**TASK PROMPT:** Show every line from the data below that includes "Some".

━━━ DATA IN THIS EXERCISE ━━━

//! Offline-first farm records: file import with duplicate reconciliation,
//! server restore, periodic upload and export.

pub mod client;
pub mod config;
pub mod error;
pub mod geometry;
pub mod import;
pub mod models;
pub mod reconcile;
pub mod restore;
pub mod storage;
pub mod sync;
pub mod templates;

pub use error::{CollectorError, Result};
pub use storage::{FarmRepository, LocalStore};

━━━
━━━ DATA IN THIS EXERCISE ━━━

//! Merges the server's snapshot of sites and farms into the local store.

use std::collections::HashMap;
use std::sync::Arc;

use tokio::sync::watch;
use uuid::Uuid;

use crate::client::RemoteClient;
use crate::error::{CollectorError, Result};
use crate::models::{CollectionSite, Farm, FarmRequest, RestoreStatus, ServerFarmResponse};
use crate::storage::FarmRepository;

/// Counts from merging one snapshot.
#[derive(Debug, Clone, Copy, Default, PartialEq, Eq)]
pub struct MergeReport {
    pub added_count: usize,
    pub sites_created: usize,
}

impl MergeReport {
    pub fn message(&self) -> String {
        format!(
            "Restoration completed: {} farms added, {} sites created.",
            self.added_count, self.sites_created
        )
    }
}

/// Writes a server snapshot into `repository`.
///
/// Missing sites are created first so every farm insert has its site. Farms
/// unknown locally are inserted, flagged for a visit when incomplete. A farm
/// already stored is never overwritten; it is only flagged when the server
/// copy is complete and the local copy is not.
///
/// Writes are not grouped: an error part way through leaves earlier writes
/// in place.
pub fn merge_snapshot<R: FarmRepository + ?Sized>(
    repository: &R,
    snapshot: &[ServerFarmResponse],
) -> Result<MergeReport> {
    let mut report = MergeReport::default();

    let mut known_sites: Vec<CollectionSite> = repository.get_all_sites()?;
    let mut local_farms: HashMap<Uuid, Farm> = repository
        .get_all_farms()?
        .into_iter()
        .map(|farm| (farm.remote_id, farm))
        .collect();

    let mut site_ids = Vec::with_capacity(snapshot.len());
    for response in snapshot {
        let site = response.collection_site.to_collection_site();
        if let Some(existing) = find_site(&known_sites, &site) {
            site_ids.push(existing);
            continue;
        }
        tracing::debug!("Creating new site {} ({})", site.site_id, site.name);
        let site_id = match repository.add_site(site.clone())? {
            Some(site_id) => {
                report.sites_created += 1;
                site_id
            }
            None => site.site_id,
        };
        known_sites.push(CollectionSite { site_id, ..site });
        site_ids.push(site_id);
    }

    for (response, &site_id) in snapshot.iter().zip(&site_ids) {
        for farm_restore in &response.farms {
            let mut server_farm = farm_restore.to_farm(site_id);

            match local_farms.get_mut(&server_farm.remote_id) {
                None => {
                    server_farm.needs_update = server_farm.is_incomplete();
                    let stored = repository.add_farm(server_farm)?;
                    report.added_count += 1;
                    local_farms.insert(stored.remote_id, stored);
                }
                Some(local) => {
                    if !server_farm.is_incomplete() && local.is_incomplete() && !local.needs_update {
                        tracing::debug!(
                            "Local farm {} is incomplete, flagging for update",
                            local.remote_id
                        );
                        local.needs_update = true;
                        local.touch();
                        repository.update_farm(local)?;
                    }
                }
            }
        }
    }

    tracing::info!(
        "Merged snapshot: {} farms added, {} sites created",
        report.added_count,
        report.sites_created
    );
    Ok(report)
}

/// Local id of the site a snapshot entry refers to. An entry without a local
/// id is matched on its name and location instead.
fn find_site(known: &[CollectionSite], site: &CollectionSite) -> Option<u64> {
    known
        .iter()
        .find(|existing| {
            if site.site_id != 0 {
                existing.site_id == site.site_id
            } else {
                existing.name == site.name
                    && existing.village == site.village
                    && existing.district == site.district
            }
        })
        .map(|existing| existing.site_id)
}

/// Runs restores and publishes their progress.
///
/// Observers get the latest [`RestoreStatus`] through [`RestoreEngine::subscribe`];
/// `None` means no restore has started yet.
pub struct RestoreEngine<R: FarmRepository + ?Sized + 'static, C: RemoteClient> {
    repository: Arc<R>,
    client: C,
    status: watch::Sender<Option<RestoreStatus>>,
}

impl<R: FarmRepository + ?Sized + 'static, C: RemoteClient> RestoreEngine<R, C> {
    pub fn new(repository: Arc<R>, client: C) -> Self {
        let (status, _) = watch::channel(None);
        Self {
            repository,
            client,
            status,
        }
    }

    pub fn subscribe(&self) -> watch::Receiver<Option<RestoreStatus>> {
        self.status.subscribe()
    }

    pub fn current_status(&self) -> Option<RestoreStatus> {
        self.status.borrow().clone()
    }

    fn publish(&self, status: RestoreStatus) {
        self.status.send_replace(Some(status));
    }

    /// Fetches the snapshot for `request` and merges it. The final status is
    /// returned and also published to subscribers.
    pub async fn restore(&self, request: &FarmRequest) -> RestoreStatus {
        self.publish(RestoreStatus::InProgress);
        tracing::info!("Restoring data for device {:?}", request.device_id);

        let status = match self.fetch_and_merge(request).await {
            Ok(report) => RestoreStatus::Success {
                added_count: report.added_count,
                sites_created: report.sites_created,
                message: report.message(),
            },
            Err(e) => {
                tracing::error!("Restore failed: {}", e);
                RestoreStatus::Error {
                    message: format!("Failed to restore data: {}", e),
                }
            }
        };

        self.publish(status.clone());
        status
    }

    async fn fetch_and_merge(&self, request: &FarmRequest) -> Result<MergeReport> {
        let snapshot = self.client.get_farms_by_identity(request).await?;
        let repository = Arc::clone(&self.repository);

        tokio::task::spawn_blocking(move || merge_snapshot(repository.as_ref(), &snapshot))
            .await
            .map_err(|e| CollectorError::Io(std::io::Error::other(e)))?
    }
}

━━━

**RESULT BELOW:**
        if let Some(existing) = find_site(&known_sites, &site) {
            Some(site_id) => {
                Some(local) => {
        self.status.send_replace(Some(status));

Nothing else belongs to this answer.